What is needed:
The whole listing below must be repeated exactly.

*** Record extracts Section Begins ***

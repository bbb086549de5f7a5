//! User settings
//!
//! Defines all configurable options for target selection and pointer motion.
//! Every section falls back to its defaults, so a config file only needs the
//! values it changes.

use std::fs;
use std::path::{Path, PathBuf};

use serde::{Deserialize, Serialize};

use super::ConfigError;
use crate::motion::ComposerConfig;
use crate::stealth::Humanizer;
use crate::vision::{ChannelThreshold, Color, SelectionMethod, SelectionParams};

/// Main settings structure
#[derive(Debug, Clone, Default, PartialEq, Serialize, Deserialize)]
#[serde(default)]
pub struct Settings {
    /// Pointer motion
    pub movement: MovementSettings,
    /// Target selection
    pub selection: SelectionSettings,
    /// Trajectory corpus
    pub corpus: CorpusSettings,
}

impl Settings {
    /// Parse settings from JSON text
    pub fn from_json_str(json: &str) -> Result<Self, ConfigError> {
        let settings: Self = serde_json::from_str(json)?;
        settings.validate()?;
        Ok(settings)
    }

    /// Load settings from a JSON file
    pub fn load<P: AsRef<Path>>(path: P) -> Result<Self, ConfigError> {
        let path = path.as_ref();
        let text = fs::read_to_string(path)?;
        let settings = Self::from_json_str(&text)?;
        log::info!("Loaded settings from {}", path.display());
        Ok(settings)
    }

    /// Pretty-printed JSON
    pub fn to_json_string(&self) -> Result<String, ConfigError> {
        Ok(serde_json::to_string_pretty(self)?)
    }

    /// Write settings to a JSON file
    pub fn save<P: AsRef<Path>>(&self, path: P) -> Result<(), ConfigError> {
        fs::write(path, self.to_json_string()?)?;
        Ok(())
    }

    /// Reject values the algorithms cannot work with
    pub fn validate(&self) -> Result<(), ConfigError> {
        let movement = &self.movement;
        let (lo, hi) = movement.speed_range;
        if invalid_amount(lo) || invalid_amount(hi) || lo > hi {
            return Err(ConfigError::Invalid(format!(
                "speed_range must be ordered, finite and non-negative, got ({}, {})",
                lo, hi
            )));
        }
        if movement.click_pause_ms.0 > movement.click_pause_ms.1 {
            return Err(ConfigError::Invalid(format!(
                "click_pause_ms must be ordered, got {:?}",
                movement.click_pause_ms
            )));
        }
        if movement.k_nearest == 0 {
            return Err(ConfigError::Invalid("k_nearest must be at least 1".into()));
        }
        if movement.sample_rate == 0 {
            return Err(ConfigError::Invalid("sample_rate must be at least 1".into()));
        }
        if invalid_amount(movement.tolerance) {
            return Err(ConfigError::Invalid(format!(
                "movement tolerance must be non-negative, got {}",
                movement.tolerance
            )));
        }

        let selection = &self.selection;
        if invalid_amount(selection.tolerance) {
            return Err(ConfigError::Invalid(format!(
                "color tolerance must be non-negative, got {}",
                selection.tolerance
            )));
        }
        if selection.downsample_factor == 0 {
            return Err(ConfigError::Invalid("downsample_factor must be at least 1".into()));
        }
        if invalid_amount(selection.center_falloff) {
            return Err(ConfigError::Invalid(format!(
                "center_falloff must be non-negative, got {}",
                selection.center_falloff
            )));
        }

        Ok(())
    }

    /// Settings for small targets: tight tolerance, more relay steps
    pub fn precise() -> Self {
        Self {
            movement: MovementSettings {
                tolerance: 3.0,
                max_iterations: 10,
                k_nearest: 4,
                ..Default::default()
            },
            selection: SelectionSettings {
                downsample_factor: 2,
                ..Default::default()
            },
            ..Default::default()
        }
    }

    /// Settings for speed: one lookup per move, quicker playback
    pub fn fast() -> Self {
        Self {
            movement: MovementSettings {
                use_iterative_movement: false,
                speed_range: (0.3, 1.0),
                click_pause_ms: (30, 80),
                ..Default::default()
            },
            ..Default::default()
        }
    }

    /// Timing source for these settings
    pub fn humanizer(&self) -> Humanizer {
        Humanizer::new(self.movement.speed_range, self.movement.click_pause_ms)
    }

    /// Retrieval settings for the path composer
    pub fn composer_config(&self) -> ComposerConfig {
        ComposerConfig {
            k_nearest: self.movement.k_nearest,
            random_selection: self.movement.use_random_selection,
            smoothing_window: self
                .movement
                .smoothing
                .then_some(self.movement.smoothing_window),
        }
    }

    /// Parameters for the smart target selector
    pub fn selection_params(&self) -> SelectionParams {
        SelectionParams {
            target: self.selection.target_color,
            tolerance: self.selection.tolerance,
            downsample_factor: self.selection.downsample_factor,
            min_blob_pixels: self.selection.min_blob_pixels,
            center_falloff: self.selection.center_falloff,
        }
    }
}

/// Negative, NaN or infinite
fn invalid_amount(value: f64) -> bool {
    !value.is_finite() || value < 0.0
}

/// Pointer motion settings
#[derive(Debug, Clone, PartialEq, Serialize, Deserialize)]
#[serde(default)]
pub struct MovementSettings {
    /// Use recorded paths (false = jump straight to the target)
    pub enabled: bool,
    /// Per-step speed multiplier range
    pub speed_range: (f64, f64),
    /// Pick among the k nearest paths instead of always the closest
    pub use_random_selection: bool,
    /// Neighbours considered for random selection
    pub k_nearest: usize,
    /// Chain several paths until within tolerance
    pub use_iterative_movement: bool,
    /// Maximum chained paths per move
    pub max_iterations: usize,
    /// Distance in pixels that counts as arrived
    pub tolerance: f64,
    /// Samples per second the corpus was recorded at
    pub sample_rate: u32,
    /// Smooth retrieved paths with a moving average
    pub smoothing: bool,
    /// Moving-average window
    pub smoothing_window: usize,
    /// Pause between arriving and clicking, in ms
    pub click_pause_ms: (u64, u64),
}

impl Default for MovementSettings {
    fn default() -> Self {
        Self {
            enabled: true,
            speed_range: (0.5, 2.0),
            use_random_selection: true,
            k_nearest: 8,
            use_iterative_movement: true,
            max_iterations: 5,
            tolerance: 10.0,
            sample_rate: 50,
            smoothing: false,
            smoothing_window: 3,
            click_pause_ms: (50, 150),
        }
    }
}

/// Target selection settings
#[derive(Debug, Clone, PartialEq, Serialize, Deserialize)]
#[serde(default)]
pub struct SelectionSettings {
    pub method: SelectionMethod,
    /// Color to click, as hex
    pub target_color: Color,
    /// Euclidean color tolerance
    pub tolerance: f64,
    /// Shrink factor before segmentation (1 = none)
    pub downsample_factor: u32,
    /// Minimum blob size at full resolution
    pub min_blob_pixels: usize,
    /// Centre preference; 0 samples uniformly
    pub center_falloff: f64,
    /// Marker color that disqualifies neighbouring blobs
    pub exclusion: ChannelThreshold,
}

impl Default for SelectionSettings {
    fn default() -> Self {
        Self {
            method: SelectionMethod::Smart,
            target_color: Color::new(0x00, 0xFF, 0xFF),
            tolerance: 10.0,
            downsample_factor: 4,
            min_blob_pixels: 1000,
            center_falloff: 4.0,
            exclusion: ChannelThreshold::default(),
        }
    }
}

/// Trajectory corpus settings
#[derive(Debug, Clone, PartialEq, Serialize, Deserialize)]
#[serde(default)]
pub struct CorpusSettings {
    /// JSON corpus file
    pub path: PathBuf,
    /// Extra rotated copies to add, in degrees (empty = none)
    pub rotation_angles: Vec<f64>,
    /// Displacement distance below which paths count as duplicates
    pub dedup_tolerance: Option<f64>,
}

impl Default for CorpusSettings {
    fn default() -> Self {
        Self {
            path: PathBuf::from("mouse_paths.json"),
            rotation_angles: Vec::new(),
            dedup_tolerance: Some(1e-8),
        }
    }
}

*** Record extracts Section Ends ***

Answer box:
repository bbb086549de5f7a5
//! User settings
//!
//! Defines all configurable options for target selection and pointer motion.
//! Every section falls back to its defaults, so a config file only needs the
//! values it changes.

use std::fs;
use std::path::{Path, PathBuf};

use serde::{Deserialize, Serialize};

use super::ConfigError;
use crate::motion::ComposerConfig;
use crate::stealth::Humanizer;
use crate::vision::{ChannelThreshold, Color, SelectionMethod, SelectionParams};

/// Main settings structure
#[derive(Debug, Clone, Default, PartialEq, Serialize, Deserialize)]
#[serde(default)]
pub struct Settings {
    /// Pointer motion
    pub movement: MovementSettings,
    /// Target selection
    pub selection: SelectionSettings,
    /// Trajectory corpus
    pub corpus: CorpusSettings,
}

impl Settings {
    /// Parse settings from JSON text
    pub fn from_json_str(json: &str) -> Result<Self, ConfigError> {
        let settings: Self = serde_json::from_str(json)?;
        settings.validate()?;
        Ok(settings)
    }

    /// Load settings from a JSON file
    pub fn load<P: AsRef<Path>>(path: P) -> Result<Self, ConfigError> {
        let path = path.as_ref();
        let text = fs::read_to_string(path)?;
        let settings = Self::from_json_str(&text)?;
        log::info!("Loaded settings from {}", path.display());
        Ok(settings)
    }

    /// Pretty-printed JSON
    pub fn to_json_string(&self) -> Result<String, ConfigError> {
        Ok(serde_json::to_string_pretty(self)?)
    }

    /// Write settings to a JSON file
    pub fn save<P: AsRef<Path>>(&self, path: P) -> Result<(), ConfigError> {
        fs::write(path, self.to_json_string()?)?;
        Ok(())
    }

    /// Reject values the algorithms cannot work with
    pub fn validate(&self) -> Result<(), ConfigError> {
        let movement = &self.movement;
        let (lo, hi) = movement.speed_range;
        if invalid_amount(lo) || invalid_amount(hi) || lo > hi {
            return Err(ConfigError::Invalid(format!(
                "speed_range must be ordered, finite and non-negative, got ({}, {})",
                lo, hi
            )));
        }
        if movement.click_pause_ms.0 > movement.click_pause_ms.1 {
            return Err(ConfigError::Invalid(format!(
                "click_pause_ms must be ordered, got {:?}",
                movement.click_pause_ms
            )));
        }
        if movement.k_nearest == 0 {
            return Err(ConfigError::Invalid("k_nearest must be at least 1".into()));
        }
        if movement.sample_rate == 0 {
            return Err(ConfigError::Invalid("sample_rate must be at least 1".into()));
        }
        if invalid_amount(movement.tolerance) {
            return Err(ConfigError::Invalid(format!(
                "movement tolerance must be non-negative, got {}",
                movement.tolerance
            )));
        }

        let selection = &self.selection;
        if invalid_amount(selection.tolerance) {
            return Err(ConfigError::Invalid(format!(
                "color tolerance must be non-negative, got {}",
                selection.tolerance
            )));
        }
        if selection.downsample_factor == 0 {
            return Err(ConfigError::Invalid("downsample_factor must be at least 1".into()));
        }
        if invalid_amount(selection.center_falloff) {
            return Err(ConfigError::Invalid(format!(
                "center_falloff must be non-negative, got {}",
                selection.center_falloff
            )));
        }

        Ok(())
    }

    /// Settings for small targets: tight tolerance, more relay steps
    pub fn precise() -> Self {
        Self {
            movement: MovementSettings {
                tolerance: 3.0,
                max_iterations: 10,
                k_nearest: 4,
                ..Default::default()
            },
            selection: SelectionSettings {
                downsample_factor: 2,
                ..Default::default()
            },
            ..Default::default()
        }
    }

    /// Settings for speed: one lookup per move, quicker playback
    pub fn fast() -> Self {
        Self {
            movement: MovementSettings {
                use_iterative_movement: false,
                speed_range: (0.3, 1.0),
                click_pause_ms: (30, 80),
                ..Default::default()
            },
            ..Default::default()
        }
    }

    /// Timing source for these settings
    pub fn humanizer(&self) -> Humanizer {
        Humanizer::new(self.movement.speed_range, self.movement.click_pause_ms)
    }

    /// Retrieval settings for the path composer
    pub fn composer_config(&self) -> ComposerConfig {
        ComposerConfig {
            k_nearest: self.movement.k_nearest,
            random_selection: self.movement.use_random_selection,
            smoothing_window: self
                .movement
                .smoothing
                .then_some(self.movement.smoothing_window),
        }
    }

    /// Parameters for the smart target selector
    pub fn selection_params(&self) -> SelectionParams {
        SelectionParams {
            target: self.selection.target_color,
            tolerance: self.selection.tolerance,
            downsample_factor: self.selection.downsample_factor,
            min_blob_pixels: self.selection.min_blob_pixels,
            center_falloff: self.selection.center_falloff,
        }
    }
}

/// Negative, NaN or infinite
fn invalid_amount(value: f64) -> bool {
    !value.is_finite() || value < 0.0
}

/// Pointer motion settings
#[derive(Debug, Clone, PartialEq, Serialize, Deserialize)]
#[serde(default)]
pub struct MovementSettings {
    /// Use recorded paths (false = jump straight to the target)
    pub enabled: bool,
    /// Per-step speed multiplier range
    pub speed_range: (f64, f64),
    /// Pick among the k nearest paths instead of always the closest
    pub use_random_selection: bool,
    /// Neighbours considered for random selection
    pub k_nearest: usize,
    /// Chain several paths until within tolerance
    pub use_iterative_movement: bool,
    /// Maximum chained paths per move
    pub max_iterations: usize,
    /// Distance in pixels that counts as arrived
    pub tolerance: f64,
    /// Samples per second the corpus was recorded at
    pub sample_rate: u32,
    /// Smooth retrieved paths with a moving average
    pub smoothing: bool,
    /// Moving-average window
    pub smoothing_window: usize,
    /// Pause between arriving and clicking, in ms
    pub click_pause_ms: (u64, u64),
}

impl Default for MovementSettings {
    fn default() -> Self {
        Self {
            enabled: true,
            speed_range: (0.5, 2.0),
            use_random_selection: true,
            k_nearest: 8,
            use_iterative_movement: true,
            max_iterations: 5,
            tolerance: 10.0,
            sample_rate: 50,
            smoothing: false,
            smoothing_window: 3,
            click_pause_ms: (50, 150),
        }
    }
}

/// Target selection settings
#[derive(Debug, Clone, PartialEq, Serialize, Deserialize)]
#[serde(default)]
pub struct SelectionSettings {
    pub method: SelectionMethod,
    /// Color to click, as hex
    pub target_color: Color,
    /// Euclidean color tolerance
    pub tolerance: f64,
    /// Shrink factor before segmentation (1 = none)
    pub downsample_factor: u32,
    /// Minimum blob size at full resolution
    pub min_blob_pixels: usize,
    /// Centre preference; 0 samples uniformly
    pub center_falloff: f64,
    /// Marker color that disqualifies neighbouring blobs
    pub exclusion: ChannelThreshold,
}

impl Default for SelectionSettings {
    fn default() -> Self {
        Self {
            method: SelectionMethod::Smart,
            target_color: Color::new(0x00, 0xFF, 0xFF),
            tolerance: 10.0,
            downsample_factor: 4,
            min_blob_pixels: 1000,
            center_falloff: 4.0,
            exclusion: ChannelThreshold::default(),
        }
    }
}

/// Trajectory corpus settings
#[derive(Debug, Clone, PartialEq, Serialize, Deserialize)]
#[serde(default)]
pub struct CorpusSettings {
    /// JSON corpus file
    pub path: PathBuf,
    /// Extra rotated copies to add, in degrees (empty = none)
    pub rotation_angles: Vec<f64>,
    /// Displacement distance below which paths count as duplicates
    pub dedup_tolerance: Option<f64>,
}

impl Default for CorpusSettings {
    fn default() -> Self {
        Self {
            path: PathBuf::from("mouse_paths.json"),
            rotation_angles: Vec::new(),
            dedup_tolerance: Some(1e-8),
        }
    }
}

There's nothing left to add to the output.